İyiye ve güzele, seninle gideceğim!
Her şeye seninle başladım, sözlüğümde “sen”den başka harflerin süslediği kelimeler: “Seni deliler gibi seviyorum, ruhumda sen, şarkımda sen, velhasıl her şeyimde yalnız sen varsın, meleğim!”
Kaderin bizi birbirimize bağladığına bir kere daha inandım.
Bu, belki garip bir inanç!
Yaşayışımız çekişmelerle, çelişmelerle dolu. Bazen kendi kendimizi bile inkâr ediyoruz… Ama yine de seni seviyorum!
Alnımda ellerinin sıcaklığı, saçlarımda senden gelen rüzgârların tatlı hırçınlığı var.
Dünyanın en mutlu insanı olduğuma eminim… Seninle her şey güzel, seninle her şey anlam kazanıyor. Seninle var olduğuma inanıyorum.
Lâleleri sever misin, kraliçem? Onların boyun eğmişliğinin hikâyesini bilir misin, bir acı sevdadan yana? Ama benim boyun eğişim başka. Sana olan aşkımın yüceliğine saygım bu! Söylentilere göre, lâleler yârdan ayrı düşmüşler. Gözyaşları bu yüzden kızarıp lâleleşmiş. Vefâsızın ardından öylece boyun eğmişler, yol gözlemişler. Bir gün gelecek diye, inançlarını da yitirmemişler!
Her şeye senin adınla başlıyorum. Dilimde bitmeyen duam, kalbimde sönmeyecek olan ışığımsın sen. Meleklerin en yücesisin! Melekler bile senden öğrenmişler sevmesini, bilir misin?

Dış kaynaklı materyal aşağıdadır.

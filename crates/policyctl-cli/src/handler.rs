//! Per-invocation ownership of the policy service client.

use std::ops::Deref;

use policyctl_client::{ClientConfig, GrpcPolicyClient, PolicyApi};
use tracing::debug;

use crate::error::{CliError, CliResult};

/// Owns the API client for the duration of one command.
///
/// The handler is moved into [`execute`](crate::commands::execute) and
/// dropped when the command returns, on success and failure alike, which
/// releases the underlying connection.
#[derive(Debug)]
pub struct Handler<A: PolicyApi> {
    api: A,
}

impl<A: PolicyApi> Handler<A> {
    /// Wraps an API implementation.
    pub const fn new(api: A) -> Self {
        Self { api }
    }
}

impl Handler<GrpcPolicyClient> {
    /// Builds a gRPC-backed handler. No network I/O happens here.
    ///
    /// # Errors
    ///
    /// Returns a configuration error if the endpoint, token or CA
    /// certificate is unusable.
    pub fn connect(config: &ClientConfig) -> CliResult<Self> {
        let client = GrpcPolicyClient::connect(config)
            .map_err(|e| CliError::Config(format!("cannot use {}: {e}", config.endpoint)))?;
        Ok(Self::new(client))
    }
}

impl<A: PolicyApi> Deref for Handler<A> {
    type Target = A;

    fn deref(&self) -> &A {
        &self.api
    }
}

impl<A: PolicyApi> Drop for Handler<A> {
    fn drop(&mut self) {
        debug!("Released policy service handler");
    }
}
//! `attributes` commands.

use std::io::Write;

use clap::{Args, Subcommand};
use policyctl_client::{NewAttribute, PolicyApi};
use policyctl_core::AttributeRule;
use tracing::info;

use super::shared::{state_filter, LabelArgs, LabelUpdateArgs};
use crate::confirm::{gate, PendingAction};
use crate::error::{CliError, CliResult};
use crate::flags;
use crate::handler::Handler;
use crate::output::{self, Console};

/// Attribute subcommands.
#[derive(Debug, Subcommand)]
pub enum AttributeCommand {
    /// Show one attribute
    Get(IdArgs),

    /// List attributes
    List(ListArgs),

    /// Create an attribute
    Create(CreateArgs),

    /// Update an attribute's labels
    Update(UpdateArgs),

    /// Deactivate an attribute
    Deactivate(IdArgs),
}

/// Arguments naming one attribute.
#[derive(Debug, Args)]
pub struct IdArgs {
    /// Attribute id (required)
    #[arg(long)]
    pub id: Option<String>,
}

/// Arguments for `list`.
#[derive(Debug, Args)]
pub struct ListArgs {
    /// active, inactive or any [default: active]
    #[arg(long)]
    pub state: Option<String>,
}

/// Arguments for `create`.
#[derive(Debug, Args)]
pub struct CreateArgs {
    /// Attribute name (required)
    #[arg(long)]
    pub name: Option<String>,

    /// ALL_OF, ANY_OF or HIERARCHY (required)
    #[arg(long)]
    pub rule: Option<String>,

    /// Namespace id (required)
    #[arg(long)]
    pub namespace: Option<String>,

    /// Value to create with the attribute (repeatable, order is kept)
    #[arg(long = "value")]
    pub values: Vec<String>,

    #[command(flatten)]
    pub labels: LabelArgs,
}

/// Arguments for `update`.
#[derive(Debug, Args)]
pub struct UpdateArgs {
    /// Attribute id (required)
    #[arg(long)]
    pub id: Option<String>,

    #[command(flatten)]
    pub labels: LabelUpdateArgs,
}

/// Runs an attribute command.
pub async fn run<A: PolicyApi, W: Write>(
    cmd: AttributeCommand,
    handler: &Handler<A>,
    console: &mut Console<W>,
) -> CliResult<()> {
    match cmd {
        AttributeCommand::Get(args) => {
            let id = flags::required("id", args.id.as_deref())?;
            let attribute = handler
                .get_attribute(&id)
                .await
                .map_err(CliError::remote(format!("Failed to get attribute ({id})")))?;
            console.render(&output::attribute(&attribute), &attribute)
        }
        AttributeCommand::List(args) => {
            let state = state_filter(args.state.as_deref())?;
            let attributes = handler
                .list_attributes(state)
                .await
                .map_err(CliError::remote("Failed to list attributes"))?;
            console.render(&output::attribute_list(&attributes), &attributes)
        }
        AttributeCommand::Create(args) => create(args, handler, console).await,
        AttributeCommand::Update(args) => {
            let id = flags::required("id", args.id.as_deref())?;
            let patch = args.labels.require_patch()?;
            let updated = handler
                .update_attribute(&id, patch)
                .await
                .map_err(CliError::remote(format!("Failed to update attribute ({id})")))?;
            info!(id = %updated.id, "Updated attribute");
            console.render(&output::attribute(&updated), &updated)
        }
        AttributeCommand::Deactivate(args) => deactivate(args, handler, console).await,
    }
}

async fn create<A: PolicyApi, W: Write>(
    args: CreateArgs,
    handler: &Handler<A>,
    console: &mut Console<W>,
) -> CliResult<()> {
    let name = flags::required("name", args.name.as_deref())?;
    let rule: AttributeRule = flags::required("rule", args.rule.as_deref())?
        .parse()
        .map_err(CliError::invalid_flag)?;
    let namespace_id = flags::required("namespace", args.namespace.as_deref())?;
    let values = flags::string_list("value", &args.values, 0)?;
    let labels = flags::labels(&args.labels.labels)?;

    let created = handler
        .create_attribute(NewAttribute {
            namespace_id,
            name,
            rule,
            values,
            labels,
        })
        .await
        .map_err(CliError::remote("Failed to create attribute"))?;
    info!(id = %created.id, fqn = %created.fqn, "Created attribute");

    console.render(&output::attribute(&created), &created)
}

async fn deactivate<A: PolicyApi, W: Write>(
    args: IdArgs,
    handler: &Handler<A>,
    console: &mut Console<W>,
) -> CliResult<()> {
    let id = flags::required("id", args.id.as_deref())?;
    let attribute = handler
        .get_attribute(&id)
        .await
        .map_err(CliError::remote(format!("Failed to get attribute ({id})")))?;

    gate(
        console.confirmer(),
        &PendingAction::new("deactivate", "attribute", &attribute.name),
    )?;

    let deactivated = handler
        .deactivate_attribute(&id)
        .await
        .map_err(CliError::remote(format!("Failed to deactivate attribute ({id})")))?;
    info!(id = %deactivated.id, "Deactivated attribute");

    console.render(&output::attribute(&deactivated), &deactivated)
}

Artık fırtınalar da esmeyecek değil mi? O deli dolu, o hırçın kasırgalar bizi tedirgin etmeyecek değil mi? Şarkımız olacak her şeyde, her yerde…
El ele, göz göze olacağız bir ömür boyu. Aşkların en güzelini yaşadığımızın farkında mısın?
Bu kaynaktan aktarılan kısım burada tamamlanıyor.